:: DATA SHOWN ::

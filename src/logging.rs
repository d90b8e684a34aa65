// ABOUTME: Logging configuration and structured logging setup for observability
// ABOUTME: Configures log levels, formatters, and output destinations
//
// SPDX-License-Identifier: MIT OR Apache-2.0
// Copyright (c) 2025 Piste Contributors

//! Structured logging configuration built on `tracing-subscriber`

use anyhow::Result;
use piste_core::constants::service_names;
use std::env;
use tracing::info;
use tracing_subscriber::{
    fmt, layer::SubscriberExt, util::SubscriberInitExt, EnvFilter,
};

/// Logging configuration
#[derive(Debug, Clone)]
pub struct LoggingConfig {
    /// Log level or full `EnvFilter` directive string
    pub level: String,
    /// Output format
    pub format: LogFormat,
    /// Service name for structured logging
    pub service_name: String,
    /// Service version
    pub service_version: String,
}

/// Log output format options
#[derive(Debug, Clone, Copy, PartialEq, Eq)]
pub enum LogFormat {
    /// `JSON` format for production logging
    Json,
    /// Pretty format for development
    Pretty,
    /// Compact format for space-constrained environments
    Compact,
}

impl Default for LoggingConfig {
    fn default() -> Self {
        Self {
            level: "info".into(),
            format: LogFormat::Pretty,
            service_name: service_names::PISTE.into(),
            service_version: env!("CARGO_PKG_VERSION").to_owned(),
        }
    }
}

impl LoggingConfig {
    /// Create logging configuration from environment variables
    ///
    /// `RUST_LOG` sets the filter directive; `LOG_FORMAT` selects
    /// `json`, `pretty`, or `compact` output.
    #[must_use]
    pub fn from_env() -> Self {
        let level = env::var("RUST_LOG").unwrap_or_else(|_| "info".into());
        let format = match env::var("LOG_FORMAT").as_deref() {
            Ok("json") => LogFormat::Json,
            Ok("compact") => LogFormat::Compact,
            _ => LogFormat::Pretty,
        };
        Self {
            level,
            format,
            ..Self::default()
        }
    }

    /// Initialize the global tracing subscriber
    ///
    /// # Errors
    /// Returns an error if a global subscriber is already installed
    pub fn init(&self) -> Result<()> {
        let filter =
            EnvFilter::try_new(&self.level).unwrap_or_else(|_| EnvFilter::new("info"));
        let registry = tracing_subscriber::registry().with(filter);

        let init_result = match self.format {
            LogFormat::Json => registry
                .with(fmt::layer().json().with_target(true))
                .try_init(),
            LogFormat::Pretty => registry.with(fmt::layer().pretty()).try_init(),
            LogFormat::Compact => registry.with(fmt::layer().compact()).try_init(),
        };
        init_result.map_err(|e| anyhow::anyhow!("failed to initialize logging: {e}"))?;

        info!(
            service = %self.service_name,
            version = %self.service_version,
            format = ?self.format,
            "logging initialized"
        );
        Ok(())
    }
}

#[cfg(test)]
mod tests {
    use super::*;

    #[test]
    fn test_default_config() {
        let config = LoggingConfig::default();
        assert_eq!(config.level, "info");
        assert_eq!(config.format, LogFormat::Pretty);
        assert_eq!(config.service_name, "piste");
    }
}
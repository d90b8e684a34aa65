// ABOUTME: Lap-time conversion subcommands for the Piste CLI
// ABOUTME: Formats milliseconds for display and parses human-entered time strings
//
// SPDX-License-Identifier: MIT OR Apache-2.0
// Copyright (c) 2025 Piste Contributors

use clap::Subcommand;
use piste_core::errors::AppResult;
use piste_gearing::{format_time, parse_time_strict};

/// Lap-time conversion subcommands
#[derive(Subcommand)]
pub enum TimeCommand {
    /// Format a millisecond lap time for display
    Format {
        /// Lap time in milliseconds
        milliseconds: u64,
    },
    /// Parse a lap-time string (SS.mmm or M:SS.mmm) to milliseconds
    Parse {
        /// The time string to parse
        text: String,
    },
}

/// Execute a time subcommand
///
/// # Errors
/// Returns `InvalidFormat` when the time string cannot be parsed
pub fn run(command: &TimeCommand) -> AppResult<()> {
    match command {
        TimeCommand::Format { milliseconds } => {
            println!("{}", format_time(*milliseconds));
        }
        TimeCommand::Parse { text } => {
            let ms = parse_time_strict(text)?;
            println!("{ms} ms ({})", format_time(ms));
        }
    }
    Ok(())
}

--

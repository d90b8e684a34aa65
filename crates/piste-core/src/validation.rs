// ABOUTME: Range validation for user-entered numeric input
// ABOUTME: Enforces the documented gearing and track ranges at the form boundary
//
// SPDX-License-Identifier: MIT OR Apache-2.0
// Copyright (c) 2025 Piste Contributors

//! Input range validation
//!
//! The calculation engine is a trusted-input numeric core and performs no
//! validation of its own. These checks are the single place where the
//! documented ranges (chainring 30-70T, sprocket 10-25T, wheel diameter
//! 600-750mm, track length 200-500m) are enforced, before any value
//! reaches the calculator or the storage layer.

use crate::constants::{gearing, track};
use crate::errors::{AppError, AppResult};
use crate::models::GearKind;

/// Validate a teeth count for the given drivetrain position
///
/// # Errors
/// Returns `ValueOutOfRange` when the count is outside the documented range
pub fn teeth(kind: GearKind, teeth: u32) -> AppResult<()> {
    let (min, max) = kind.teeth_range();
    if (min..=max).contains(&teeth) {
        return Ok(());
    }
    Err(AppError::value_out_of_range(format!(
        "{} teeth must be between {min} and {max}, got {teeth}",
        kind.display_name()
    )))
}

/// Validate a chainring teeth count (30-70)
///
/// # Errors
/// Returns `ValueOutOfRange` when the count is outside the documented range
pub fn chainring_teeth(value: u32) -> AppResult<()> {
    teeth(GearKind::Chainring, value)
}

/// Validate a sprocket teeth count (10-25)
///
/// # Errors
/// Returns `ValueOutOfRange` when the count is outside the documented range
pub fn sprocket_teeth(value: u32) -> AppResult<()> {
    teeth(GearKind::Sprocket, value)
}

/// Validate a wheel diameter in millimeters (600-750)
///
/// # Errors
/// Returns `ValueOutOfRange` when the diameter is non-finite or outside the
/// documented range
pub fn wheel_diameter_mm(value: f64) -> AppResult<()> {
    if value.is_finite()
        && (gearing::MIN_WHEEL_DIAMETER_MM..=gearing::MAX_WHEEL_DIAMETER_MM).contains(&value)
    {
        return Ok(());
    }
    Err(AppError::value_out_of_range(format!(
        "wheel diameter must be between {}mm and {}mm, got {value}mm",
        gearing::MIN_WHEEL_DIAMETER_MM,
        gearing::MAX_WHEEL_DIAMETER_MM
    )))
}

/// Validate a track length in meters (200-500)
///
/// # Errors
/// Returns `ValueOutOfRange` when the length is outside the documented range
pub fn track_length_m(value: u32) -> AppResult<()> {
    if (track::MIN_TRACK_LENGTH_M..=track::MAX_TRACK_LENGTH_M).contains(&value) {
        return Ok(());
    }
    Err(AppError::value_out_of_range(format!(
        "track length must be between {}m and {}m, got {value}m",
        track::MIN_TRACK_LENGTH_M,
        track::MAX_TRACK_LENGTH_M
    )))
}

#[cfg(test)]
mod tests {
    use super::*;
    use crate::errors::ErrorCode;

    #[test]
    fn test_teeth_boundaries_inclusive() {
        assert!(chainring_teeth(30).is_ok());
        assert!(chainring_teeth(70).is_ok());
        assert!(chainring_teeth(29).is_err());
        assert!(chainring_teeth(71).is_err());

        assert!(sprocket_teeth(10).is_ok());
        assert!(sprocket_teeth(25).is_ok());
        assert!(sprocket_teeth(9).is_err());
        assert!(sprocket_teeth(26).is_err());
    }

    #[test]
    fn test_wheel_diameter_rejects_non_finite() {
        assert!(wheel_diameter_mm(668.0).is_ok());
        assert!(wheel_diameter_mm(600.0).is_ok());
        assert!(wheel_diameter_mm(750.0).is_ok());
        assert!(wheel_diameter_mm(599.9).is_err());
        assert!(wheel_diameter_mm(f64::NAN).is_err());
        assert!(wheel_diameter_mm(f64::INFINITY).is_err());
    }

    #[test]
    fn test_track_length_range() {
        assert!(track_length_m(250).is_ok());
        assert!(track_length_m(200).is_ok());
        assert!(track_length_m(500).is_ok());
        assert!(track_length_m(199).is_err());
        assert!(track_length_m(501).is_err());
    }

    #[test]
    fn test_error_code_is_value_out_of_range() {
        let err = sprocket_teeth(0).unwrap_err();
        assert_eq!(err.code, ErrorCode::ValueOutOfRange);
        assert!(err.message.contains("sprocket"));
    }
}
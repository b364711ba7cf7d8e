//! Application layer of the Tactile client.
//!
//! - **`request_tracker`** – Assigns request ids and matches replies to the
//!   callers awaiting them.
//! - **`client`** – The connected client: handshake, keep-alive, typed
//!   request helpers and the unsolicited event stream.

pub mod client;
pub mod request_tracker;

:: EXERCISE DESCRIPTION ::
Using the entries above, output exactly the lines between the line holding "filename src/logging.rs" and the line holding "#[derive(Debug, Clone)]", end lines included, and nothing more.

:: ANSWER FOR THIS EXERCISE ::
filename src/logging.rs
repository d90b8e684a34aa65
// ABOUTME: Logging configuration and structured logging setup for observability
// ABOUTME: Configures log levels, formatters, and output destinations
//
// SPDX-License-Identifier: MIT OR Apache-2.0
// Copyright (c) 2025 Piste Contributors

//! Structured logging configuration built on `tracing-subscriber`

use anyhow::Result;
use piste_core::constants::service_names;
use std::env;
use tracing::info;
use tracing_subscriber::{
    fmt, layer::SubscriberExt, util::SubscriberInitExt, EnvFilter,
};

/// Logging configuration
#[derive(Debug, Clone)]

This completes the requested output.